Alterations in left ventricular function and coronary hemodynamics with captopril, hydralazine and prazosin in chronic ischemic heart failure: a comparative study.

Abstract
In 14 patients with chronic heart failure, changes in coronary hemodynamics, myocardial metabolism and left ventricular function were evaluated after administration of captopril, prazosin and hydralazine. Eleven patients received captopril in incremental doses (6.25-150 mg) until the arterial pressure decreased by 10 mm Hg; 11 patients received prazosin (5 mg) and 10 patients received hydralazine (100 mg). The control hemodynamics and metabolic variables before each drug trial were similar. All 3 vasodilators increased cardiac index (captopril 19%, P < 0.001; prazosin 29%, P < 0.001; hydralazine 36%, P < 0.001), and decreased the pulmonary capillary wedge pressure (captopril 24 .+-. 6 to 17 .+-. 6 mm Hg, P < 0.001; prazosin 20 .+-. 7 to 13 .+-. 6 mm Hg, P < 0.001; hydralazine 19 .+-. 8 to 16 .+-. 7 mm Hg, P < 0.025), indicating improved left ventricular function with all 3 agents.
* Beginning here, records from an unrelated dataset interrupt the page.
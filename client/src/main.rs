use clap::Parser;
use client::network::{Client, ClientCommand};
use client::session::ClientSession;
use client::sink::LogSink;
use log::info;
use shared::{PlayerState, Zone};
use std::time::Duration;
use tokio::sync::mpsc;

#[derive(Parser, Debug)]
#[command(author, version, about, long_about = None)]
struct Args {
    /// Relay URL to connect to
    #[arg(short = 's', long, default_value = "ws://127.0.0.1:3000")]
    server: String,

    /// Display name reported in every heartbeat
    #[arg(short = 'n', long, default_value = "Wanderer")]
    name: String,

    /// Player color
    #[arg(short = 'c', long, default_value = "blue")]
    color: String,

    /// Interval between move heartbeats in milliseconds
    #[arg(long, default_value = "100")]
    heartbeat_ms: u64,

    /// Chat message to send once connected
    #[arg(long)]
    chat: Option<String>,

    /// Start inside this dungeon instead of the lobby
    #[arg(short = 'd', long)]
    dungeon: Option<String>,
}

#[tokio::main]
async fn main() -> Result<(), Box<dyn std::error::Error>> {
    env_logger::init();

    if std::env::var("RUST_LOG").is_err() {
        eprintln!("Set RUST_LOG=info for detailed logging");
    }

    let args = Args::parse();

    let mut player = PlayerState::new(args.name, 400.0, 300.0);
    player.color = args.color;
    let mut session = ClientSession::new(player);
    if let Some(dungeon) = args.dungeon {
        session.enter_zone(Zone::Dungeon(dungeon));
    }

    info!("Connecting to: {}", args.server);

    let (commands, command_rx) = mpsc::channel(32);
    if let Some(text) = args.chat {
        commands.send(ClientCommand::Chat(text)).await?;
    }

    let client = Client::new(session, LogSink, Duration::from_millis(args.heartbeat_ms));

    tokio::select! {
        result = client.run(&args.server, command_rx) => {
            let session = result?;
            info!("Session ended; {} other players known", session.directory().len());
        }
        _ = tokio::signal::ctrl_c() => {
            info!("Received Ctrl+C, disconnecting");
        }
    }

    Ok(())
}
use clap::Parser;
use log::info;
use server::network::{Server, ServerConfig};
use server::relay::AdminPolicy;

#[derive(Parser, Debug)]
#[command(author, version, about, long_about = None)]
struct Args {
    /// Server IP address to bind to
    #[arg(short = 'H', long, default_value = "127.0.0.1")]
    host: String,

    /// Server port to listen on
    #[arg(short, long, default_value = "3000")]
    port: u16,

    /// Maximum number of concurrent connections
    #[arg(short, long, default_value = "256")]
    max_clients: usize,

    /// Frames buffered per connection before new ones are dropped
    #[arg(short, long, default_value = "256")]
    queue_capacity: usize,

    /// Display name allowed to send admin events (repeatable). Without any,
    /// every connection is trusted.
    #[arg(short, long = "admin")]
    admins: Vec<String>,
}

#[tokio::main]
async fn main() -> Result<(), Box<dyn std::error::Error>> {
    env_logger::init();

    if std::env::var("RUST_LOG").is_err() {
        eprintln!("Set RUST_LOG=info for detailed logging");
    }

    let args = Args::parse();

    let admin_policy = AdminPolicy::from_names(args.admins);
    match &admin_policy {
        AdminPolicy::Open => info!("Admin events accepted from any connection"),
        AdminPolicy::AllowList(names) => info!("Admin events restricted to {:?}", names),
    }

    let config = ServerConfig {
        max_clients: args.max_clients,
        queue_capacity: args.queue_capacity,
        admin_policy,
    };

    let address = format!("{}:{}", args.host, args.port);
    let server = Server::bind(&address, config).await?;

    tokio::select! {
        result = server.run() => result?,
        _ = tokio::signal::ctrl_c() => {
            info!("Received Ctrl+C, shutting down");
        }
    }

    Ok(())
}
//! Presentation hooks the session calls when an event needs to be shown.
//!
//! The renderer, effects and chat box live outside this crate. Whatever
//! hosts the session passes an implementation in; [`NoopSink`] stands in
//! when nothing should be drawn.

use log::info;
use serde_json::Value;
use shared::ChatMessage;

pub trait PresentationSink {
    fn create_effect(&mut self, x: f32, y: f32, color: &str);
    fn show_notification(&mut self, msg: &str, duration_ms: Option<u64>);
    fn display_announcement(&mut self, msg: &str, color: &str, font: &str);
    fn render_chat(&mut self, msg: &ChatMessage);
    fn self_heal(&mut self);
    fn start_meteor_event(&mut self);
    fn show_shutdown_overlay(&mut self);

    /// Dungeon effects other than healing. Ignored unless overridden.
    fn dungeon_effect(&mut self, _kind: &str, _payload: &Value) {}
}

#[derive(Debug, Default, Clone, Copy)]
pub struct NoopSink;

impl PresentationSink for NoopSink {
    fn create_effect(&mut self, _x: f32, _y: f32, _color: &str) {}
    fn show_notification(&mut self, _msg: &str, _duration_ms: Option<u64>) {}
    fn display_announcement(&mut self, _msg: &str, _color: &str, _font: &str) {}
    fn render_chat(&mut self, _msg: &ChatMessage) {}
    fn self_heal(&mut self) {}
    fn start_meteor_event(&mut self) {}
    fn show_shutdown_overlay(&mut self) {}
}

/// Writes everything to the log; used by the headless client.
#[derive(Debug, Default, Clone, Copy)]
pub struct LogSink;

impl PresentationSink for LogSink {
    fn create_effect(&mut self, x: f32, y: f32, color: &str) {
        info!("Effect at ({:.0}, {:.0}) in {}", x, y, color);
    }

    fn show_notification(&mut self, msg: &str, duration_ms: Option<u64>) {
        match duration_ms {
            Some(ms) => info!("Notification ({}ms): {}", ms, msg),
            None => info!("Notification: {}", msg),
        }
    }

    fn display_announcement(&mut self, msg: &str, color: &str, font: &str) {
        info!("Announcement [{} / {}]: {}", color, font, msg);
    }

    fn render_chat(&mut self, msg: &ChatMessage) {
        match msg.sender_title() {
            Some(title) => info!("{} [{}]: {}", msg.sender.name, title, msg.message),
            None => info!("{}: {}", msg.sender.name, msg.message),
        }
    }

    fn self_heal(&mut self) {
        info!("Healed by a party member");
    }

    fn start_meteor_event(&mut self) {
        info!("Meteor shower started");
    }

    fn show_shutdown_overlay(&mut self) {
        info!("Server is shutting down");
    }

    fn dungeon_effect(&mut self, kind: &str, _payload: &Value) {
        info!("Dungeon effect: {}", kind);
    }
}
#[cfg(test)]
mod tests {
    use super::*;
    use crate::{ChatSender, Zone};

    #[test]
    fn test_decode_move_from_browser_payload() {
        let text = r#"{"type":"move","data":{"x":5,"y":5,"name":"Ann","color":"blue","level":3,
            "class":"Healer","angel":false,"inDungeon":true,"currentDungeonName":"Crypt1",
            "transformed":false,"soldiers":[{"x":1,"y":2,"color":"red"}],"weapon":null,"facing":"left"}}"#;

        match ClientEvent::decode(text).unwrap() {
            Some(ClientEvent::Move(state)) => {
                assert_eq!(state.name, "Ann");
                assert_eq!(state.level, 3);
                assert_eq!(state.zone(), Zone::dungeon("Crypt1"));
                assert_eq!(state.soldiers.len(), 1);
            }
            other => panic!("Unexpected decode result: {:?}", other),
        }
    }

    #[test]
    fn test_unknown_type_is_ignored() {
        let decoded = ClientEvent::decode(r#"{"type":"angelRupture","data":{"power":9}}"#).unwrap();
        assert!(decoded.is_none());
    }

    #[test]
    fn test_missing_type_is_error() {
        let err = ClientEvent::decode(r#"{"data":{}}"#).unwrap_err();
        assert!(matches!(err, ProtocolError::MissingType));
    }

    #[test]
    fn test_invalid_json_is_error() {
        let err = ServerEvent::decode("not json").unwrap_err();
        assert!(matches!(err, ProtocolError::InvalidJson(_)));
    }

    #[test]
    fn test_chat_without_sender_name_is_rejected() {
        let err = ClientEvent::decode(
            r#"{"type":"chat","data":{"sender":{"color":"red"},"message":"hi","timestamp":1}}"#,
        )
        .unwrap_err();
        match err {
            ProtocolError::InvalidPayload { kind, .. } => assert_eq!(kind, "chat"),
            other => panic!("Unexpected error: {:?}", other),
        }
    }

    #[test]
    fn test_dungeon_state_requires_name() {
        let err = ClientEvent::decode(r#"{"type":"dungeonState","data":{"wave":2,"enemies":[]}}"#)
            .unwrap_err();
        assert!(matches!(err, ProtocolError::InvalidPayload { kind: "dungeonState", .. }));
    }

    #[test]
    fn test_event_toggle_without_payload() {
        let decoded = ClientEvent::decode(r#"{"type":"eventToggle"}"#).unwrap();
        assert_eq!(decoded, Some(ClientEvent::EventToggle(EventToggle::default())));
    }

    #[test]
    fn test_player_moved_carries_id_alongside_state() {
        let mut state = PlayerState::new("Ann", 5.0, 5.0);
        state.color = "blue".into();
        let text = ServerEvent::PlayerMoved { id: 7, state }.encode().unwrap();

        let value: Value = serde_json::from_str(&text).unwrap();
        assert_eq!(value["type"], "playerMoved");
        assert_eq!(value["data"]["id"], 7);
        assert_eq!(value["data"]["name"], "Ann");
        assert_eq!(value["data"]["inDungeon"], false);
    }

    #[test]
    fn test_player_disconnected_payload_is_bare_id() {
        let text = ServerEvent::PlayerDisconnected(3).encode().unwrap();
        assert_eq!(text, r#"{"type":"playerDisconnected","data":3}"#);
        assert_eq!(
            ServerEvent::decode(&text).unwrap(),
            Some(ServerEvent::PlayerDisconnected(3))
        );
    }

    #[test]
    fn test_chat_omits_empty_optional_sender_fields() {
        let msg = ChatMessage {
            sender: ChatSender {
                name: "Bob".into(),
                color: "red".into(),
                title: None,
                muted: false,
            },
            message: "hi".into(),
            timestamp: 1000,
        };
        let text = ServerEvent::Chat(msg).encode().unwrap();
        let value: Value = serde_json::from_str(&text).unwrap();
        assert!(value["data"]["sender"].get("title").is_none());
        assert!(value["data"]["sender"].get("muted").is_none());
    }

    #[test]
    fn test_announcement_becomes_timed_notification() {
        let announcement = Announcement {
            text: "Server restart soon".into(),
            color: Some("gold".into()),
            font: Some("24px serif".into()),
        };
        let notification = announcement.into_notification(5000);
        assert_eq!(notification.msg, "Server restart soon");
        assert_eq!(notification.duration, Some(5000));
        assert_eq!(notification.styled(), Some(("gold", "24px serif")));
    }

    #[test]
    fn test_heal_effect_sender() {
        let effect = DungeonEffect::heal("Hana", "Crypt1");
        let text = ClientEvent::DungeonEffect(effect).encode().unwrap();
        let value: Value = serde_json::from_str(&text).unwrap();
        assert_eq!(value["data"]["type"], "heal");
        assert_eq!(value["data"]["dungeonName"], "Crypt1");

        match ClientEvent::decode(&text).unwrap() {
            Some(ClientEvent::DungeonEffect(effect)) => {
                assert_eq!(effect.sender_name(), Some("Hana"))
            }
            other => panic!("Unexpected decode result: {:?}", other),
        }
    }

    #[test]
    fn test_admin_events() {
        assert!(ClientEvent::Shutdown.is_admin());
        assert!(!ClientEvent::EventToggle(EventToggle::default()).is_admin());
    }
}
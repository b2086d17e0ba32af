pub mod tracker;

pub use tracker::{BridgeProgress, BridgeStep, EventPhase, TransferEvent, TransferMethod};
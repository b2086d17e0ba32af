use crate::protocols::ProtocolId;

use super::ChainId;

/// 协议到结算链的纯映射。返回 `None` 表示该协议只做收益估算、
/// 不可上链结算，编排器遇到时直接跳过该实体而不是报错。
pub fn chain_for(protocol: ProtocolId) -> Option<ChainId> {
    match protocol {
        ProtocolId::Aave | ProtocolId::Spark => Some(ChainId::BASE),
        ProtocolId::Compound => Some(ChainId::ARBITRUM),
        ProtocolId::Treasury => Some(ChainId::ETHEREUM),
        ProtocolId::Simulated => None,
    }
}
The average rate-pressure product decreased after captopril and prazosin by 27% and 14%, respectively, but only captopril decreased the myocardial O2 consumption significantly (19%, P < 0.025). There was myocardial lactate production, indicating ischemia, in 1 patient with captopril, 2 patients with prazosin and 2 patients with hydralazine. Apparently, only captopril consistenly improved left ventricular function at a decreased metabolic cost. Despite improved hemodynamics and left ventricular function, metabolic function apparently deteriorated during vasodilator therapy in some patients with chronic ischemic heart failure.